It was the day of Makar Sankranti and Id Milad-un-Nabi. After celebrating during the day, the residents of Kotadi village in Pratapgarh district of Rajasthan were just turning in for the night when communal clashes broke out, leaving three dead and six injured. Two days later, the village remains under curfew even as additional security forces have been deployed in the area.
According to reports, the violence began after a group of Muslim youths made some objectional comments about some young RSS workers returning from a meeting in a nearby village at around 7.30 pm on Tuesday.
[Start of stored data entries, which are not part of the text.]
//! qrgen runtime configuration handling

use crate::error::{Error, Result};
use crate::qr::{ErrorCorrection, QrStyle};
use serde::{Deserialize, Serialize};
use std::env;
use std::fs;
use std::path::{Path, PathBuf};
use std::str::FromStr;

/// Top-level configuration structure persisted to disk or environment
#[derive(Debug, Clone, Default, Serialize, Deserialize)]
#[serde(default)]
pub struct QrgenConfig {
    /// QR rendering options
    pub render: RenderOptions,
    /// Output file and console options
    pub output: OutputOptions,
    /// Dependency installer invocation
    pub installer: InstallerOptions,
    /// Logging configuration
    pub logging: LoggingOptions,
}

impl QrgenConfig {
    /// Load configuration from an explicit path or fall back to discovered defaults.
    pub fn load(explicit_path: Option<&Path>) -> Result<Self> {
        let mut config = if let Some(path) = explicit_path {
            Self::from_file(path)?
        } else if let Some(path) = Self::discover_file()? {
            tracing::info!("Using configuration file: {}", path.display());
            Self::from_file(&path)?
        } else {
            tracing::debug!("No qrgen.toml / qrgen.yaml found, using defaults");
            Self::default()
        };

        config.apply_env_overrides();
        Ok(config)
    }

    /// Attempt to locate a configuration file in common locations.
    fn discover_file() -> Result<Option<PathBuf>> {
        let cwd =
            env::current_dir().map_err(|e| Error::Config(format!("Failed to read cwd: {e}")))?;
        for candidate in ["qrgen.toml", "qrgen.yaml", "qrgen.yml"] {
            let path = cwd.join(candidate);
            if path.exists() {
                return Ok(Some(path));
            }
        }

        if let Some(xdg_config) = env::var_os("XDG_CONFIG_HOME") {
            let base = PathBuf::from(xdg_config).join("qrgen");
            for candidate in ["config.toml", "config.yaml"] {
                let path = base.join(candidate);
                if path.exists() {
                    return Ok(Some(path));
                }
            }
        }

        Ok(None)
    }

    /// Read configuration from a concrete file path.
    pub fn from_file(path: &Path) -> Result<Self> {
        let contents = fs::read_to_string(path)
            .map_err(|e| Error::Config(format!("Failed to read {}: {e}", path.display())))?;

        match path
            .extension()
            .and_then(|ext| ext.to_str())
            .unwrap_or("")
            .to_ascii_lowercase()
            .as_str()
        {
            "toml" => toml::from_str(&contents).map_err(|e| {
                Error::Config(format!("Failed to parse TOML {}: {e}", path.display()))
            }),
            "yaml" | "yml" => serde_yaml::from_str(&contents).map_err(|e| {
                Error::Config(format!("Failed to parse YAML {}: {e}", path.display()))
            }),
            other => Err(Error::Config(format!(
                "Unsupported config format '{}', expected toml/yaml",
                other
            ))),
        }
    }

    /// Apply environment variable overrides after file/default loading.
    fn apply_env_overrides(&mut self) {
        self.render.apply_env_overrides();
        self.output.apply_env_overrides();
        self.installer.apply_env_overrides();
        self.logging.apply_env_overrides();
    }
}

/// Which encoder backend to use
#[derive(Debug, Clone, Copy, Default, Serialize, Deserialize, PartialEq, Eq)]
#[serde(rename_all = "lowercase")]
pub enum Backend {
    /// Built-in encoder when compiled in, otherwise `qrencode`
    #[default]
    Auto,
    /// The `qrcode` crate linked into this binary
    Native,
    /// The external `qrencode` program
    Qrencode,
}

impl FromStr for Backend {
    type Err = String;

    fn from_str(value: &str) -> std::result::Result<Self, Self::Err> {
        match value.to_ascii_lowercase().as_str() {
            "auto" => Ok(Self::Auto),
            "native" => Ok(Self::Native),
            "qrencode" => Ok(Self::Qrencode),
            _ => Err(format!(
                "Unsupported backend '{value}', expected 'auto', 'native' or 'qrencode'"
            )),
        }
    }
}

/// QR presentation parameters and backend selection
#[derive(Debug, Clone, Serialize, Deserialize)]
#[serde(default)]
pub struct RenderOptions {
    /// Encoder backend
    pub backend: Backend,
    /// Pixels per QR module
    pub module_size: u32,
    /// Quiet zone width in modules
    pub border: u32,
    /// Error correction level
    pub error_correction: ErrorCorrection,
    /// RGB fill colour for dark modules
    pub dark: [u8; 3],
    /// RGB background colour
    pub light: [u8; 3],
    /// Program name or path of the external `qrencode` binary
    pub qrencode_program: String,
}

impl Default for RenderOptions {
    fn default() -> Self {
        Self {
            backend: Backend::Auto,
            module_size: 10,
            border: 4,
            error_correction: ErrorCorrection::Medium,
            dark: [0, 0, 0],
            light: [255, 255, 255],
            qrencode_program: "qrencode".to_string(),
        }
    }
}

impl RenderOptions {
    pub(crate) fn apply_env_overrides(&mut self) {
        if let Ok(backend) = env::var("QRGEN_BACKEND") {
            match backend.parse::<Backend>() {
                Ok(parsed) => self.backend = parsed,
                Err(err) => tracing::warn!("Ignoring QRGEN_BACKEND: {err}"),
            }
        }
        if let Ok(size) = env::var("QRGEN_MODULE_SIZE") {
            if let Ok(parsed) = size.parse::<u32>() {
                self.module_size = parsed.max(1);
            }
        }
        if let Ok(border) = env::var("QRGEN_BORDER") {
            if let Ok(parsed) = border.parse::<u32>() {
                self.border = parsed;
            }
        }
        if let Ok(level) = env::var("QRGEN_EC_LEVEL") {
            if let Ok(parsed) = level.parse::<ErrorCorrection>() {
                self.error_correction = parsed;
            }
        }
        if let Ok(program) = env::var("QRGEN_QRENCODE") {
            if !program.trim().is_empty() {
                self.qrencode_program = program;
            }
        }
    }

    /// Resolve the presentation parameters handed to every renderer.
    pub fn style(&self) -> QrStyle {
        QrStyle {
            module_size: self.module_size.max(1),
            border: self.border,
            error_correction: self.error_correction,
            dark: self.dark,
            light: self.light,
        }
    }
}

/// Output file and console presentation options
#[derive(Debug, Clone, Serialize, Deserialize)]
#[serde(default)]
pub struct OutputOptions {
    /// Path used when the user leaves the filename prompt empty
    pub default_filename: PathBuf,
    /// Number of characters of the payload echoed back after saving
    pub preview_chars: usize,
    /// Decode every rendered image before saving it
    pub verify: bool,
}

impl Default for OutputOptions {
    fn default() -> Self {
        Self {
            default_filename: PathBuf::from("qrcode.png"),
            preview_chars: 50,
            verify: false,
        }
    }
}

impl OutputOptions {
    pub(crate) fn apply_env_overrides(&mut self) {
        if let Ok(filename) = env::var("QRGEN_DEFAULT_FILENAME") {
            if !filename.trim().is_empty() {
                self.default_filename = PathBuf::from(filename.trim());
            }
        }
        if let Ok(verify) = env::var("QRGEN_VERIFY") {
            if let Some(flag) = parse_flag(&verify) {
                self.verify = flag;
            }
        }
    }
}

/// Package-manager command used when no encoder can be located
#[derive(Debug, Clone, Serialize, Deserialize)]
#[serde(default)]
pub struct InstallerOptions {
    /// Program to execute
    pub program: String,
    /// Arguments passed to `program`
    pub args: Vec<String>,
    /// How many install-and-retry cycles a single run may perform
    pub max_retries: u32,
}

impl Default for InstallerOptions {
    fn default() -> Self {
        let (program, args): (&str, &[&str]) = if cfg!(target_os = "macos") {
            ("brew", &["install", "qrencode"])
        } else if cfg!(target_os = "windows") {
            ("scoop", &["install", "qrencode"])
        } else {
            ("apt-get", &["install", "-y", "qrencode"])
        };

        Self {
            program: program.to_string(),
            args: args.iter().map(|s| s.to_string()).collect(),
            max_retries: 1,
        }
    }
}

impl InstallerOptions {
    pub(crate) fn apply_env_overrides(&mut self) {
        if let Ok(program) = env::var("QRGEN_INSTALLER") {
            if !program.trim().is_empty() {
                self.program = program.trim().to_string();
            }
        }
        if let Ok(args) = env::var("QRGEN_INSTALLER_ARGS") {
            self.args = args.split_whitespace().map(str::to_string).collect();
        }
        if let Ok(retries) = env::var("QRGEN_INSTALL_RETRIES") {
            if let Ok(parsed) = retries.parse::<u32>() {
                self.max_retries = parsed;
            }
        }
    }
}

/// Structured logging configuration
#[derive(Debug, Clone, Serialize, Deserialize)]
#[serde(default)]
pub struct LoggingOptions {
    /// Default log level (overridable via `QRGEN_LOG_LEVEL`)
    pub level: String,
    /// Optional log file path for teeing structured logs
    pub file: Option<PathBuf>,
    /// Force ANSI colors in stderr logging
    pub color: bool,
    /// Optional log rotation strategy applied to `file`
    pub rotation: Option<LogRotation>,
}

impl Default for LoggingOptions {
    fn default() -> Self {
        Self {
            level: "warn".to_string(),
            file: None,
            color: true,
            rotation: None,
        }
    }
}

impl LoggingOptions {
    pub(crate) fn apply_env_overrides(&mut self) {
        if let Ok(level) = env::var("QRGEN_LOG_LEVEL") {
            self.level = level;
        }
        if let Ok(file) = env::var("QRGEN_LOG_FILE") {
            self.file = Some(PathBuf::from(file));
        }
        if let Ok(color) = env::var("QRGEN_LOG_COLOR") {
            if let Some(flag) = parse_flag(&color) {
                self.color = flag;
            }
        }
        if let Ok(rotation) = env::var("QRGEN_LOG_ROTATION") {
            if let Some(parsed) = LogRotation::from_str(&rotation) {
                self.rotation = Some(parsed);
            }
        }
    }
}

/// Supported log rotation policies for file sinks
#[derive(Debug, Clone, Copy, Serialize, Deserialize, PartialEq, Eq)]
#[serde(rename_all = "lowercase")]
pub enum LogRotation {
    /// Rotate log files once per hour
    Hourly,
    /// Rotate log files once per day
    Daily,
}

impl LogRotation {
    fn from_str(value: &str) -> Option<Self> {
        match value.to_ascii_lowercase().as_str() {
            "hourly" => Some(Self::Hourly),
            "daily" => Some(Self::Daily),
            _ => None,
        }
    }
}

fn parse_flag(value: &str) -> Option<bool> {
    match value.to_ascii_lowercase().as_str() {
        "1" | "true" | "on" => Some(true),
        "0" | "false" | "off" => Some(false),
        _ => None,
    }
}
“Both the groups gathered support from their respective communities and clashed at the local bus stand. Members from the minority community opened fire, injuring some Hindus. The Hindus too brought out their firearms and set ablaze several houses and shops belonging to the minority community. The violence spread to the neighbouring village of Moheda, where two persons (Dinesh Gaeri, 25, and Bhanwar Singh, 45) were killed,” said Ratan Lal Lahoti, District Collector, Pratapgarh.
The third victim has been identified as Raja Khan, 20, who was visiting his grandparents in Kotadi.
Zarina Khan, 35, whose husband Salim has been detained by the police, said they had just begun their dinner when they saw a mob armed with burning torches and bottles of fuel rushing towards their house. Zarina and her family fled, as their house went up in flames.
“When the mob came, Raja Khan was eating dinner with us. We told him to rush home. He was shot while he was trying to flee,” said Zarina. Alleging that only Muslims had been detained,
she said, “The Hindus who shot him and those who set our shops and houses on fire are still at large.”
Kotadi has a total population of 3,000, of which about 700 belong to the minority community. While villagers alleged that over 40 shops and houses were burnt, police put the figure at around 25.
Jamila Khan, 50, alleged that their neighbours, belonging to the Rajput and Gaeri communities, were the first to attack. “All our savings, jewellery as well as cash for my granddaughter’s engagement have either been looted or burnt. We are just left with the clothes we are wearing. We have no foodgrain,” she said.
Her grandson Shah Rukh, a Bachelor of Business Management student, said he had to miss his exam as all his books got burnt.
But Ram Lal, a member of the Gaeri community, said, “We are poor people. We work in our fields, eat our roti and go to sleep. These Pathans own illegal firearms and are engaged in smuggling. They are responsible for creating a hostile environment in the village.”
The affected areas are part of the opium plantation belt and instances of illegal use of firearms have been reported earlier.